Mengenai nacad, nggunggung dan memaoni ini, Sri Pakubuwana IV menyebut sebagai "sesiku telung prakara" (tiga macam aib) dalam pupuh Durma bait ke 4 dan 5 sebagai berikut:
NGGUNGGUNG
Mengapa kita diingatkan untuk ... aja anggunggung sirèki ... (sireki: Anda) dapat dibaca pada pupuh Durma bait ke 9 seperti pada gambar di sebelah.

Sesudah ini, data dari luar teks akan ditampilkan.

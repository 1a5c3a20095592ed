//! Human-readable rendering of analysis results.

use bodyshape_core::photo::ImageInfo;
use bodyshape_core::{Analysis, BodyType, ClassificationResult, RecommendationRecord};
use std::fmt::Write;

const RULE: &str = "============================================================";

pub fn analysis(image: &str, analysis: &Analysis) -> String {
    let mut out = String::new();
    let c = &analysis.classification;
    let m = &analysis.measurements;

    let _ = writeln!(out, "{RULE}");
    let _ = writeln!(out, "BODY TYPE ANALYSIS: {image}");
    let _ = writeln!(out, "{RULE}");
    out.push_str(&classification(c));

    let _ = writeln!(out, "\nBody measurements (fraction of image width):");
    let _ = writeln!(out, "  - Shoulder width: {:.3}", m.shoulder_width);
    let _ = writeln!(out, "  - Hip width: {:.3}", m.hip_width);
    let _ = writeln!(out, "  - Estimated waist width: {:.3}", m.waist_width);
    let _ = writeln!(out, "  - Torso length: {:.3}", m.torso_length);

    let _ = writeln!(out);
    out.push_str(&recommendations(c.body_type, &analysis.recommendations));
    let _ = writeln!(out, "{RULE}");
    out
}

pub fn classification(result: &ClassificationResult) -> String {
    let mut out = String::new();
    let r = &result.ratios;
    let _ = writeln!(out, "Detected body type: {}", result.body_type);
    let _ = writeln!(out, "Confidence: {:.1}%", result.confidence * 100.0);
    let _ = writeln!(out, "\nRatios:");
    let _ = writeln!(out, "  - Shoulder to hip: {:.3}", r.shoulder_to_hip);
    let _ = writeln!(out, "  - Waist to shoulder: {:.3}", r.waist_to_shoulder);
    let _ = writeln!(out, "  - Waist to hip: {:.3}", r.waist_to_hip);
    out
}

pub fn recommendations(body_type: BodyType, record: &RecommendationRecord) -> String {
    let mut out = String::new();
    let _ = writeln!(out, "STYLE RECOMMENDATIONS FOR {}", body_type.display_name().to_uppercase());
    let _ = writeln!(out, "{}", "-".repeat(50));
    let _ = writeln!(out, "{}", record.description);

    for (heading, items) in [
        ("Key characteristics", &record.characteristics),
        ("Styling goals", &record.goals),
    ] {
        let _ = writeln!(out, "\n{heading}:");
        for item in items {
            let _ = writeln!(out, "  - {item}");
        }
    }

    for (category, items) in record.categories() {
        let _ = writeln!(out, "\nRecommended {category}:");
        for item in items {
            let _ = writeln!(out, "  - {item}");
        }
    }

    if !record.tips.is_empty() {
        let _ = writeln!(out, "\nStyle tips:");
        for tip in &record.tips {
            let _ = writeln!(out, "  - {tip}");
        }
    }
    out
}

pub fn image_info(path: &str, info: &ImageInfo) -> String {
    let mut out = String::new();
    let _ = writeln!(out, "Image: {path}");
    let _ = writeln!(out, "  Format: {}", info.format.as_deref().unwrap_or("unknown"));
    let _ = writeln!(out, "  Size: {}x{}", info.width, info.height);
    let _ = writeln!(out, "  Color: {}", info.color);
    let _ = writeln!(out, "  Transparency: {}", if info.has_alpha { "yes" } else { "no" });
    out
}
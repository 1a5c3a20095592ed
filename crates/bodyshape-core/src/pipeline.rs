//! Photo → landmarks → measurements → classification → recommendations.

use crate::advisor::{Advisor, RecommendationRecord};
use crate::classifier::{ClassificationResult, Classifier, ClassifierError};
use crate::measurement::{MeasurementError, MeasurementExtractor, Measurements};
use crate::photo::{self, PhotoError, DEFAULT_MAX_DIMENSION};
use crate::provider::{LandmarkProvider, ProviderError};
use crate::types::{BodyType, Landmarks};
use image::RgbImage;
use serde::Serialize;
use std::path::Path;
use thiserror::Error;

#[derive(Error, Debug)]
pub enum AnalysisError {
    #[error("could not detect pose")]
    InsufficientLandmarks(#[source] MeasurementError),
    #[error("could not detect pose")]
    NoPose(#[source] ProviderError),
    #[error("invalid image")]
    InvalidImage(#[from] PhotoError),
    #[error("pose model unavailable")]
    ProviderUnavailable(#[source] ProviderError),
    #[error("pose estimation failed")]
    Inference(#[source] ProviderError),
    #[error(transparent)]
    InvalidRatios(#[from] ClassifierError),
}

impl AnalysisError {
    /// Wrap a provider construction failure. These are fatal for the process,
    /// unlike per-photo errors.
    pub fn provider_unavailable(err: ProviderError) -> Self {
        Self::ProviderUnavailable(err)
    }

    /// True when the photo itself was fine but no usable body was found.
    pub fn is_no_pose(&self) -> bool {
        matches!(self, Self::InsufficientLandmarks(_) | Self::NoPose(_))
    }

    /// What the user can do about it.
    pub fn guidance(&self) -> &'static str {
        match self {
            Self::InsufficientLandmarks(_) | Self::NoPose(_) => {
                "Make sure your full body is visible, facing the camera, in good lighting."
            }
            Self::InvalidImage(_) => "Use a readable JPEG or PNG photo.",
            Self::ProviderUnavailable(_) => {
                "Check the pose model path and that ONNX Runtime is available."
            }
            Self::Inference(_) => "Try again, or with a different photo.",
            Self::InvalidRatios(_) => {
                "Try a photo where shoulders and hips are clearly separated."
            }
        }
    }
}

impl From<MeasurementError> for AnalysisError {
    fn from(err: MeasurementError) -> Self {
        Self::InsufficientLandmarks(err)
    }
}

impl From<ProviderError> for AnalysisError {
    fn from(err: ProviderError) -> Self {
        match err {
            ProviderError::NoPoseDetected => Self::NoPose(err),
            ProviderError::ModelNotFound(_) | ProviderError::Initialization(_) => {
                Self::ProviderUnavailable(err)
            }
            ProviderError::InferenceFailed(_) | ProviderError::Ort(_) => Self::Inference(err),
        }
    }
}

/// Full result of analyzing one photo.
#[derive(Debug, Clone, PartialEq, Serialize)]
pub struct Analysis {
    #[serde(flatten)]
    pub classification: ClassificationResult,
    pub display_name: &'static str,
    pub measurements: Measurements,
    pub recommendations: RecommendationRecord,
}

impl Analysis {
    pub fn body_type(&self) -> BodyType {
        self.classification.body_type
    }

    pub fn confidence(&self) -> f32 {
        self.classification.confidence
    }
}

/// Owns one landmark provider and the read-only stages behind it.
///
/// The provider is created once by the caller and reused for every photo.
pub struct Analyzer<P> {
    provider: P,
    extractor: MeasurementExtractor,
    classifier: Classifier,
    advisor: Advisor,
    max_dimension: u32,
}

impl<P: LandmarkProvider> Analyzer<P> {
    pub fn new(
        provider: P,
        extractor: MeasurementExtractor,
        classifier: Classifier,
        advisor: Advisor,
    ) -> Self {
        Self {
            provider,
            extractor,
            classifier,
            advisor,
            max_dimension: DEFAULT_MAX_DIMENSION,
        }
    }

    /// Bound the photo resolution handed to the provider.
    pub fn with_max_dimension(mut self, max_dimension: u32) -> Self {
        self.max_dimension = max_dimension;
        self
    }

    pub fn analyze_path(&mut self, path: &Path) -> Result<Analysis, AnalysisError> {
        let decoded = photo::load_path(path)?;
        let image = photo::prepare(&decoded, self.max_dimension)?;
        tracing::debug!(
            path = %path.display(),
            width = image.width(),
            height = image.height(),
            "photo loaded"
        );
        self.analyze_image(&image)
    }

    pub fn analyze_bytes(&mut self, bytes: &[u8]) -> Result<Analysis, AnalysisError> {
        let decoded = photo::load_bytes(bytes)?;
        let image = photo::prepare(&decoded, self.max_dimension)?;
        self.analyze_image(&image)
    }

    pub fn analyze_image(&mut self, image: &RgbImage) -> Result<Analysis, AnalysisError> {
        let landmarks = self.provider.detect(image)?;
        tracing::debug!(count = landmarks.len(), "landmarks detected");
        self.analyze_landmarks(&landmarks)
    }

    /// Run the stages after pose estimation.
    pub fn analyze_landmarks(&self, landmarks: &Landmarks) -> Result<Analysis, AnalysisError> {
        let measurements = self.extractor.extract(landmarks)?;
        let classification = self.classifier.classify(measurements.ratios())?;
        let body_type = classification.body_type;

        tracing::info!(
            body_type = body_type.as_str(),
            confidence = classification.confidence,
            "analysis complete"
        );

        Ok(Analysis {
            classification,
            display_name: body_type.display_name(),
            measurements,
            recommendations: self.advisor.advise(body_type).clone(),
        })
    }
}
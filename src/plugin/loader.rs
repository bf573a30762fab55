//! Dynamic plugin loading using libloading.

use super::descriptor::{
    PLUGIN_ENTRY_SYMBOL, PluginDescriptor, PluginInfo, SERIESFORGE_ABI_VERSION,
};
use crate::transform::TRANSFORM_CONTRACT_ID;
use libloading::{Library, Symbol};
use std::ffi::OsStr;
use std::path::{Path, PathBuf};
use std::sync::Arc;
#[cfg(test)]
use std::sync::Weak;
use thiserror::Error;

/// Errors that can occur when loading plugins.
#[derive(Debug, Error)]
pub enum PluginError {
    /// Failed to load the shared library.
    #[error("failed to load library: {0}")]
    LoadFailed(String),

    /// The plugin doesn't have the required entry point.
    #[error("missing plugin entry point: seriesforge_plugin_descriptor")]
    MissingEntryPoint,

    /// The plugin returned a null descriptor.
    #[error("plugin returned null descriptor")]
    NullDescriptor,

    /// ABI version mismatch.
    #[error("ABI version mismatch: expected {expected}, got {actual}")]
    AbiMismatch {
        /// Expected ABI version.
        expected: u32,
        /// Actual ABI version found.
        actual: u32,
    },

    /// The plugin implements a different contract.
    #[error("contract mismatch: expected '{expected}', got '{actual}'")]
    ContractMismatch {
        /// Contract the host implements.
        expected: &'static str,
        /// Contract the plugin declared.
        actual: String,
    },

    /// Plugin descriptor validation failed.
    #[error("invalid plugin descriptor: {0}")]
    InvalidDescriptor(&'static str),

    /// A plugin with the same name is already loaded.
    #[error("plugin '{0}' is already loaded")]
    AlreadyLoaded(String),

    /// Some of the plugin's transforms were rejected by the factory.
    #[error("plugin '{plugin}' failed to register {failures} transform(s)")]
    RegistrationFailed {
        /// Plugin name.
        plugin: String,
        /// Number of rejected transforms, or -1 if the factory was unusable.
        failures: i32,
    },
}

/// Type of the plugin entry point function.
type PluginEntryPoint = unsafe extern "C" fn() -> *const PluginDescriptor;

/// A loaded plugin.
///
/// A dynamically loaded plugin holds a reference to its shared library to
/// keep it loaded; statically linked plugins hold none. Once a
/// [`PluginRegistry`](super::PluginRegistry) accepts the plugin, the library
/// stays mapped for the rest of the process, because the factory keeps
/// constructors that point into it.
pub struct Plugin {
    /// The loaded library (kept alive), if any.
    _library: Option<Arc<Library>>,
    /// Pointer to the plugin descriptor (valid as long as library is loaded).
    descriptor: *const PluginDescriptor,
    /// Cached plugin info.
    info: PluginInfo,
}

// SAFETY: Plugin only accesses static data from the loaded library
// through validated pointers. The library is kept alive by Arc<Library>.
unsafe impl Send for Plugin {}
unsafe impl Sync for Plugin {}

impl Plugin {
    /// Wrap a descriptor linked into the current binary.
    pub fn from_static(descriptor: &'static PluginDescriptor) -> Result<Self, PluginError> {
        // SAFETY: A static descriptor's pointers refer to static data.
        unsafe { Self::from_parts(None, descriptor) }
    }

    /// Validate `descriptor` and pair it with the library that owns it.
    ///
    /// # Safety
    ///
    /// `descriptor` must be non-null, and its pointer fields must be null or
    /// valid for as long as `library` (or the process, if `None`) is loaded.
    pub(crate) unsafe fn from_parts(
        library: Option<Arc<Library>>,
        descriptor: *const PluginDescriptor,
    ) -> Result<Self, PluginError> {
        // SAFETY: Guaranteed by the caller.
        let info = unsafe { validate(&*descriptor)? };
        Ok(Self {
            _library: library,
            descriptor,
            info,
        })
    }

    /// Keep the backing library mapped until the process exits.
    pub(crate) fn keep_loaded(&self) {
        if let Some(library) = &self._library {
            std::mem::forget(Arc::clone(library));
        }
    }

    #[cfg(test)]
    pub(crate) fn library_weak(&self) -> Option<Weak<Library>> {
        self._library.as_ref().map(Arc::downgrade)
    }

    /// Get information about the plugin.
    pub fn info(&self) -> &PluginInfo {
        &self.info
    }

    /// Get the plugin name.
    pub fn name(&self) -> &str {
        &self.info.name
    }

    /// Get the plugin version.
    pub fn version(&self) -> &str {
        &self.info.version
    }

    /// Check if the plugin is backed by a shared library.
    pub fn is_dynamic(&self) -> bool {
        self._library.is_some()
    }

    pub(crate) fn descriptor(&self) -> &PluginDescriptor {
        // SAFETY: The descriptor was validated at load time and the library is kept alive.
        unsafe { &*self.descriptor }
    }

    pub(crate) fn info_mut(&mut self) -> &mut PluginInfo {
        &mut self.info
    }
}

impl std::fmt::Debug for Plugin {
    fn fmt(&self, f: &mut std::fmt::Formatter<'_>) -> std::fmt::Result {
        f.debug_struct("Plugin")
            .field("name", &self.info.name)
            .field("version", &self.info.version)
            .field("transforms", &self.info.transforms.len())
            .field("dynamic", &self.is_dynamic())
            .finish()
    }
}

/// Check ABI version, contract and mandatory fields.
///
/// # Safety
///
/// All pointer fields of `desc` must be null or valid.
unsafe fn validate(desc: &PluginDescriptor) -> Result<PluginInfo, PluginError> {
    if desc.abi_version != SERIESFORGE_ABI_VERSION {
        return Err(PluginError::AbiMismatch {
            expected: SERIESFORGE_ABI_VERSION,
            actual: desc.abi_version,
        });
    }

    // SAFETY: Caller guarantees pointer fields are null or valid.
    unsafe {
        desc.validate().map_err(PluginError::InvalidDescriptor)?;

        let contract = desc.contract_str();
        if contract != TRANSFORM_CONTRACT_ID {
            return Err(PluginError::ContractMismatch {
                expected: TRANSFORM_CONTRACT_ID,
                actual: contract.to_string(),
            });
        }

        Ok(PluginInfo::from_descriptor(desc))
    }
}

/// Plugin loader for dynamically loading plugins from shared libraries.
#[derive(Debug, Clone)]
pub struct PluginLoader {
    /// Search paths for plugins.
    search_paths: Vec<PathBuf>,
}

impl PluginLoader {
    /// Create a new plugin loader with default search paths.
    pub fn new() -> Self {
        Self {
            search_paths: vec![
                // Current directory
                PathBuf::from("."),
                // Standard plugin directory
                PathBuf::from("/usr/lib/seriesforge/plugins"),
                PathBuf::from("/usr/local/lib/seriesforge/plugins"),
            ],
        }
    }

    /// Create a loader that only searches `paths`.
    pub fn with_search_paths(paths: impl IntoIterator<Item = impl Into<PathBuf>>) -> Self {
        Self {
            search_paths: paths.into_iter().map(Into::into).collect(),
        }
    }

    /// Add a search path for plugins.
    pub fn add_search_path(&mut self, path: impl Into<PathBuf>) {
        self.search_paths.push(path.into());
    }

    /// Configured search paths, in lookup order.
    pub fn search_paths(&self) -> &[PathBuf] {
        &self.search_paths
    }

    /// Load a plugin from a specific path.
    ///
    /// # Safety
    ///
    /// Loading plugins is inherently unsafe because we're executing
    /// arbitrary code from shared libraries. The plugin must:
    /// - Export a valid `seriesforge_plugin_descriptor` function
    /// - Return a valid, static plugin descriptor
    /// - Be built against the same seriesforge version as the host
    pub unsafe fn load_from_path(&self, path: impl AsRef<Path>) -> Result<Plugin, PluginError> {
        let path = path.as_ref();

        // SAFETY: Loading a dynamic library. Caller ensures the library is trusted.
        let library =
            unsafe { Library::new(path).map_err(|e| PluginError::LoadFailed(e.to_string()))? };

        // SAFETY: Getting a symbol from the library. Library was just loaded successfully.
        let entry_point: Symbol<PluginEntryPoint> = unsafe {
            library
                .get(PLUGIN_ENTRY_SYMBOL)
                .map_err(|_| PluginError::MissingEntryPoint)?
        };

        // SAFETY: Calling the entry point function. Caller guarantees plugin is valid.
        let descriptor = unsafe { entry_point() };
        if descriptor.is_null() {
            return Err(PluginError::NullDescriptor);
        }

        // SAFETY: Entry point returned non-null; caller guarantees it is well formed.
        unsafe { Plugin::from_parts(Some(Arc::new(library)), descriptor) }
    }

    /// Load a plugin by name, searching in all search paths.
    ///
    /// The name should be without the platform prefix and suffix.
    /// For example, "extras" will search for "libextras.so" on Linux.
    ///
    /// # Safety
    ///
    /// See `load_from_path` for safety requirements.
    pub unsafe fn load_by_name(&self, name: &str) -> Result<Plugin, PluginError> {
        let lib_name = libloading::library_filename(name);

        for search_path in &self.search_paths {
            let path = search_path.join(&lib_name);
            if path.exists() {
                // SAFETY: Caller guarantees plugin is trusted.
                return unsafe { self.load_from_path(&path) };
            }
        }

        Err(PluginError::LoadFailed(format!(
            "plugin '{}' not found in search paths",
            name
        )))
    }

    /// Scan a directory for plugins and load all of them.
    ///
    /// Returns one result per shared library found, paired with its path.
    ///
    /// # Safety
    ///
    /// See `load_from_path` for safety requirements.
    pub unsafe fn load_all_from_dir(
        &self,
        dir: impl AsRef<Path>,
    ) -> Vec<(PathBuf, Result<Plugin, PluginError>)> {
        let dir = dir.as_ref();
        let mut plugins = Vec::new();

        if let Ok(entries) = std::fs::read_dir(dir) {
            let mut paths: Vec<PathBuf> = entries
                .flatten()
                .map(|entry| entry.path())
                .filter(|path| is_shared_library(path))
                .collect();
            paths.sort();

            for path in paths {
                // SAFETY: Caller guarantees all plugins in directory are trusted.
                let result = unsafe { self.load_from_path(&path) };
                plugins.push((path, result));
            }
        }

        plugins
    }
}

impl Default for PluginLoader {
    fn default() -> Self {
        Self::new()
    }
}

fn is_shared_library(path: &Path) -> bool {
    path.is_file() && path.extension() == Some(OsStr::new(std::env::consts::DLL_EXTENSION))
}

Terjemahan bebasnya kurang lebih:
(9)
Jangan terlalu cepat memuji kalau belum jelas baik buruknya manusia. Kalau
ternyata tidak benar, justru akan menjadi cela bagi diri kita (cirinireki).
Mengenai
orang yang suka nggunggung (suka memuji berlebihan) dan orang yang suka
digunggung (suka dipuji-puji) dapat dibaca pada posting:
1. Serat Wulangreh: Jangan menjadi orang gunggungan Intinya,
orang yang termakan “gunggung” akan
hilang akalnya seperti disebutkan dalam pupuh Gambuh bait ke 12: yèn wong anom puniku | kakehan panggunggung dadi
kumprung | pêngung bingung wêkasane pan angoling | yèn dèn gunggung muncu-muncu
| kaya wudun mèh macothot || Tapi digunggung itu nikmat, jadi kita akan terlena
dibuatnya.
2. Serat Wulangreh: Orang nggunggung tentu ada maunya. Dalam hal ini kepada orang
yang suka nggunggung Sri Susuhunan memarahi Dalam Pupuh Gambuh bait ke 14: Yen wong mangkono iku, nora pantes cedhak
mring wong agung, nora wurung anuntun panggawe juti, nanging ana pantesipun,
wong mangkono didhedheplok
NACAD KEPATI-PATI DAN
MEMAONI BARANG KARYA
Pada pupuh Durma bait ke 4 di atas kita diminta untuk .... aja nacad kapati-pati dan pada bait ke 5-7 di sebelah disebutkan lawan aja mêmaoni barang karya. Nacad dan memaoni mempunyai kesamaan arti yaitu mencela. Terus terang saya kesulitan juga membedakan antara keduanya. Tetapi kalau melihat kalimatnya, bisa kita bedakan bahwa yang pertama adalah "nacad kepati-pati", mencela berlebihan (berlaku umum) dan yang kedua mencela hasil pekerjaan orang (barang karya).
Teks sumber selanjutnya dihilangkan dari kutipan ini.